▶ _RECORDS SHOWN_:
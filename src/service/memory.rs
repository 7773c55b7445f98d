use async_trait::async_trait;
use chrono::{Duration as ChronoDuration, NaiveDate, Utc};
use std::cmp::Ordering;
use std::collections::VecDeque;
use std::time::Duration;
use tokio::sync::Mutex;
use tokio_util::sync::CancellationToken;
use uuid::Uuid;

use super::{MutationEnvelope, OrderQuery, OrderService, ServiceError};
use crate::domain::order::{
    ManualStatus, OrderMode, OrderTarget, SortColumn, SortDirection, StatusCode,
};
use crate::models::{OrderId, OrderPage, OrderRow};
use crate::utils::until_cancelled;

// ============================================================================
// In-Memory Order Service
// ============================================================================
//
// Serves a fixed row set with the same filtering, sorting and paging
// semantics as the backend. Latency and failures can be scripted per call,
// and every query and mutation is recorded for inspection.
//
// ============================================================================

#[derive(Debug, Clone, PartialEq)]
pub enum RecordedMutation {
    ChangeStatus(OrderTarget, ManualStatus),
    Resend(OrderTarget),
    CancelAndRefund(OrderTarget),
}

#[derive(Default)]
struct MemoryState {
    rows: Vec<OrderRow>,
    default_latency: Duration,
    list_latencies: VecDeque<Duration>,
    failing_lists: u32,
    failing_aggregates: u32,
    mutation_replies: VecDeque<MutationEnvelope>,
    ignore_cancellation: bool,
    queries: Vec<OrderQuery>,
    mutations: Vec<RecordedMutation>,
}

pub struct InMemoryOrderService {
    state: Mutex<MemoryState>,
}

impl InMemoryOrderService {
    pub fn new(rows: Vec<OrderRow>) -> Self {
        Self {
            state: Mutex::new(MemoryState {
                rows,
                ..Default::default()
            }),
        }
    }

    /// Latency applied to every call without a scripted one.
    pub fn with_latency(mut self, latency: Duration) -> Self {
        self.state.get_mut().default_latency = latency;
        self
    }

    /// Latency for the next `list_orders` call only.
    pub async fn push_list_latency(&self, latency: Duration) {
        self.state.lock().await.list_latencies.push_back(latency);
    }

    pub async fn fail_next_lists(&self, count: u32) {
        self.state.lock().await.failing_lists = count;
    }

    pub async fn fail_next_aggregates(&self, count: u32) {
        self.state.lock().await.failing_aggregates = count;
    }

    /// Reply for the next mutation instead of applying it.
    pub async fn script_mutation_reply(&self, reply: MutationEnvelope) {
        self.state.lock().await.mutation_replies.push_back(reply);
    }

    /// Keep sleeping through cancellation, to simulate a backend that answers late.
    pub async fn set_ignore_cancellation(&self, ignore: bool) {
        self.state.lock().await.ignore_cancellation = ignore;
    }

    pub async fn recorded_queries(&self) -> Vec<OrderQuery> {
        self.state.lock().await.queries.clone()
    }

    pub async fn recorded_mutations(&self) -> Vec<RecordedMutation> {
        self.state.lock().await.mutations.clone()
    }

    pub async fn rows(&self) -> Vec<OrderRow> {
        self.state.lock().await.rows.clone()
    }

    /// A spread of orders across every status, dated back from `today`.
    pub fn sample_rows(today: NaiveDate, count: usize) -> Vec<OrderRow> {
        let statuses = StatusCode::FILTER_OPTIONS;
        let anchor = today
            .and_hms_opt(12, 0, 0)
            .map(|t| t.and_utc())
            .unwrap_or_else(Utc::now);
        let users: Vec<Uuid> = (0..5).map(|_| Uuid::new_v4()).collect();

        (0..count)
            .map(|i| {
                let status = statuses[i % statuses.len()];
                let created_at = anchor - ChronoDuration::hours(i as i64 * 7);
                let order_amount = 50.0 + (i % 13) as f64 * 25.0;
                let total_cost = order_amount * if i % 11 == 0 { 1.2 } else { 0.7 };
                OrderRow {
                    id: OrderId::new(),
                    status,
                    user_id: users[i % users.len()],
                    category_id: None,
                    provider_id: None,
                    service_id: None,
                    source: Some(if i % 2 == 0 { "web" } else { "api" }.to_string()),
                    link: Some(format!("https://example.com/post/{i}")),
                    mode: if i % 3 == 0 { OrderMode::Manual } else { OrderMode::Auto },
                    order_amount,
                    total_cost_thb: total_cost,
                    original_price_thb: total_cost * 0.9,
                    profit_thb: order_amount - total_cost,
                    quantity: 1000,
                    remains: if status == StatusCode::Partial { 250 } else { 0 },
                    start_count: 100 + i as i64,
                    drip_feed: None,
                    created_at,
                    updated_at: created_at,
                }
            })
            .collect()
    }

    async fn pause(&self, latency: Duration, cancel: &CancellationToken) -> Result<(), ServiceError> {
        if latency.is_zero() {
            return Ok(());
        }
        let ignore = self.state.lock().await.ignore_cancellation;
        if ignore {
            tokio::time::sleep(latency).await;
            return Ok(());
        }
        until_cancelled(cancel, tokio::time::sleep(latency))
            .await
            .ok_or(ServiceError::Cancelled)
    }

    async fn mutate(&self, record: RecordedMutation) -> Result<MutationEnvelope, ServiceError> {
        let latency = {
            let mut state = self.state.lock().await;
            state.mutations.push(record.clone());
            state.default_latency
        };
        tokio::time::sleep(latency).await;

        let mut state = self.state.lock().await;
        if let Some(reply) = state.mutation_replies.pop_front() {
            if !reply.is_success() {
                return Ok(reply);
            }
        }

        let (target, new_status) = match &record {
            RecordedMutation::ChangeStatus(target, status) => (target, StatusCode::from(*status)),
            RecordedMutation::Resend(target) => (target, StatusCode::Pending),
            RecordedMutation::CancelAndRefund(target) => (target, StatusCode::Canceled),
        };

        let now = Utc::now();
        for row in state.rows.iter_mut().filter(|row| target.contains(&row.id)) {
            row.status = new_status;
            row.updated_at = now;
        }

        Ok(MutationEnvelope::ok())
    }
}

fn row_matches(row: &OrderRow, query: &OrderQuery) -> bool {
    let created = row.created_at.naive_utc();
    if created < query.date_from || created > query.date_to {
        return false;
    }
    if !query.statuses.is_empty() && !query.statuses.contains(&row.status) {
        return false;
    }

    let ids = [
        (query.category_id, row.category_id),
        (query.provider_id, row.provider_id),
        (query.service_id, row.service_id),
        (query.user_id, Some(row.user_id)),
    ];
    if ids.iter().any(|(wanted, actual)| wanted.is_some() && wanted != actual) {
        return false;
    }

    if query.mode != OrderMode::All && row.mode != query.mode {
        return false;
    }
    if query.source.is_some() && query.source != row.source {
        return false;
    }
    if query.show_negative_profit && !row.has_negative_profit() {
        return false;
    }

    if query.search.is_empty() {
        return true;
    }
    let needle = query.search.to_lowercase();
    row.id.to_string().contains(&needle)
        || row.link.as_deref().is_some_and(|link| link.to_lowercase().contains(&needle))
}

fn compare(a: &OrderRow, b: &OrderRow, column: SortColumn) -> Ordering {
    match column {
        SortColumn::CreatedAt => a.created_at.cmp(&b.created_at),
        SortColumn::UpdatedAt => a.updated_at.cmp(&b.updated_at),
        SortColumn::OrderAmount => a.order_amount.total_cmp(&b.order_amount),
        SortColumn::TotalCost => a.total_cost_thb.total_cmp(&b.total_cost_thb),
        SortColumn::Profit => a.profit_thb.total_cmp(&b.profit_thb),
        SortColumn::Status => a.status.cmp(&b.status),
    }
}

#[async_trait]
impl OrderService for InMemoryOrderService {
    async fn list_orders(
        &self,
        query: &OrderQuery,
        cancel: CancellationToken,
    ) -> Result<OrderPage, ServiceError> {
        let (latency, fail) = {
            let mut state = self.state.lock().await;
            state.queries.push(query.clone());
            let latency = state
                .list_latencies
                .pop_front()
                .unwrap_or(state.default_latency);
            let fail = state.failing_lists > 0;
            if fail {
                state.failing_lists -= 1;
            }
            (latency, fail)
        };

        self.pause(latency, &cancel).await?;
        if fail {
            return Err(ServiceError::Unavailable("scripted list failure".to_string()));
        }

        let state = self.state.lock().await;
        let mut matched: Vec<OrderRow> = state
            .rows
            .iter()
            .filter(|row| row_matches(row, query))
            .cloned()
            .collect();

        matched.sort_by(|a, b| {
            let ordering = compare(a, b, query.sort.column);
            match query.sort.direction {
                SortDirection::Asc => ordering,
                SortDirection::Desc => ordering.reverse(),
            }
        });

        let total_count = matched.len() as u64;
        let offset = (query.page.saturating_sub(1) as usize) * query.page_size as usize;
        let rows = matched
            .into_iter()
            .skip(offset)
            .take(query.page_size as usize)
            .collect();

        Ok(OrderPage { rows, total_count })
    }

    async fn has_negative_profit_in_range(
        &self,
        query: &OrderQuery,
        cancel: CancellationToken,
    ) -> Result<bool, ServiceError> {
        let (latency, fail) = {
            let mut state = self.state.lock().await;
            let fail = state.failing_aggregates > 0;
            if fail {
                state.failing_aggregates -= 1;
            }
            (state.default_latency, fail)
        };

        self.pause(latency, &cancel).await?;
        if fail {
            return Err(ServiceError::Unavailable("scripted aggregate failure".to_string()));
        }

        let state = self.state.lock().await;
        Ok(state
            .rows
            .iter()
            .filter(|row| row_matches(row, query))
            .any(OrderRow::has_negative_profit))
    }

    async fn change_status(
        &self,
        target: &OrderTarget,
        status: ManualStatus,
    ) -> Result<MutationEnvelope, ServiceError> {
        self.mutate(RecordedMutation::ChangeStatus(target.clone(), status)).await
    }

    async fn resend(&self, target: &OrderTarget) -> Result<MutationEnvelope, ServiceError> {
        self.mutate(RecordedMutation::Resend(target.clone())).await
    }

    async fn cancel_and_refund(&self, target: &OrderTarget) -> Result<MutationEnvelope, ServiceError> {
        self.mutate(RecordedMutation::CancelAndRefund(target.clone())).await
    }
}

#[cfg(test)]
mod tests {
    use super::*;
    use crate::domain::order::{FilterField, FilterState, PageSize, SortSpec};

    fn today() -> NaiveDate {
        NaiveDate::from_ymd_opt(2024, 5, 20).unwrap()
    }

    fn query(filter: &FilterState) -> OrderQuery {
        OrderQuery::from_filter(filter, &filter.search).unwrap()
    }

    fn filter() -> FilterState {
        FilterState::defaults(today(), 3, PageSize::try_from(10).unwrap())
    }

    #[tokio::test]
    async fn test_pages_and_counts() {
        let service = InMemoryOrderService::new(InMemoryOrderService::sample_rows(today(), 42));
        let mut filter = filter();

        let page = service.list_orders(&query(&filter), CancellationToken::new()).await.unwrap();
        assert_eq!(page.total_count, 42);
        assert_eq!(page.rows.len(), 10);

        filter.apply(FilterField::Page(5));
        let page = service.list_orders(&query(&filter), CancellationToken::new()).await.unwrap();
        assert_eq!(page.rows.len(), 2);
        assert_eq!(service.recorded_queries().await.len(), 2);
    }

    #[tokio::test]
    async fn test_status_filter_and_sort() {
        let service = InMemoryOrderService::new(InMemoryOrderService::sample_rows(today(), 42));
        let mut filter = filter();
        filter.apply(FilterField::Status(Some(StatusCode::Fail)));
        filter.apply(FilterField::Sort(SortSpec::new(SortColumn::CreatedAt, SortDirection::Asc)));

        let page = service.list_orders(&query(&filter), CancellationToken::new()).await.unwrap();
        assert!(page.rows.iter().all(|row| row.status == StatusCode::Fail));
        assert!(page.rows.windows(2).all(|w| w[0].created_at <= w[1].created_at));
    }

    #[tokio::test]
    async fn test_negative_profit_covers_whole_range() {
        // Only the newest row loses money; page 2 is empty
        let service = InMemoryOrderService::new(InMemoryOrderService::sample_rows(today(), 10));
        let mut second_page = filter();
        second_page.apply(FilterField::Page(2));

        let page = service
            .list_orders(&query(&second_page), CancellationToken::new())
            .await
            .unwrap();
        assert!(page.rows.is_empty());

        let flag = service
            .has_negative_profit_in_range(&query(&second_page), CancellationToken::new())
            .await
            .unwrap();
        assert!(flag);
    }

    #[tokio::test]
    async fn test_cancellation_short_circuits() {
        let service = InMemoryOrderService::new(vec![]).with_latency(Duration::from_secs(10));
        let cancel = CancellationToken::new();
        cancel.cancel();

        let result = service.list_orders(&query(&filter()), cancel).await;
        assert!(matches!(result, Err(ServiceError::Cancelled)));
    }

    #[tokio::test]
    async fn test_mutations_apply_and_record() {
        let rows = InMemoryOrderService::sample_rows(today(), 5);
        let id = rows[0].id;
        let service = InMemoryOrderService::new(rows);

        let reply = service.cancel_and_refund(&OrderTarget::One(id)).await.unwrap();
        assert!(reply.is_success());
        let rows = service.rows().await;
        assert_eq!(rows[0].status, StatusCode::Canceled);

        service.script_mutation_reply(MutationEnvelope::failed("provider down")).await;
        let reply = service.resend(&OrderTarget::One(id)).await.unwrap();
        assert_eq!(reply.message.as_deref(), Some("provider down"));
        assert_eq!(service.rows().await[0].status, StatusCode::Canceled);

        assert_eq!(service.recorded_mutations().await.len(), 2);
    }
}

▶ _WHAT THE TASK REQUIRES_:
For every line in the data above that has the string "VecDeque", return that line.

▶ _SOLUTION BELOW_:
use std::collections::VecDeque;
    list_latencies: VecDeque<Duration>,
    mutation_replies: VecDeque<MutationEnvelope>,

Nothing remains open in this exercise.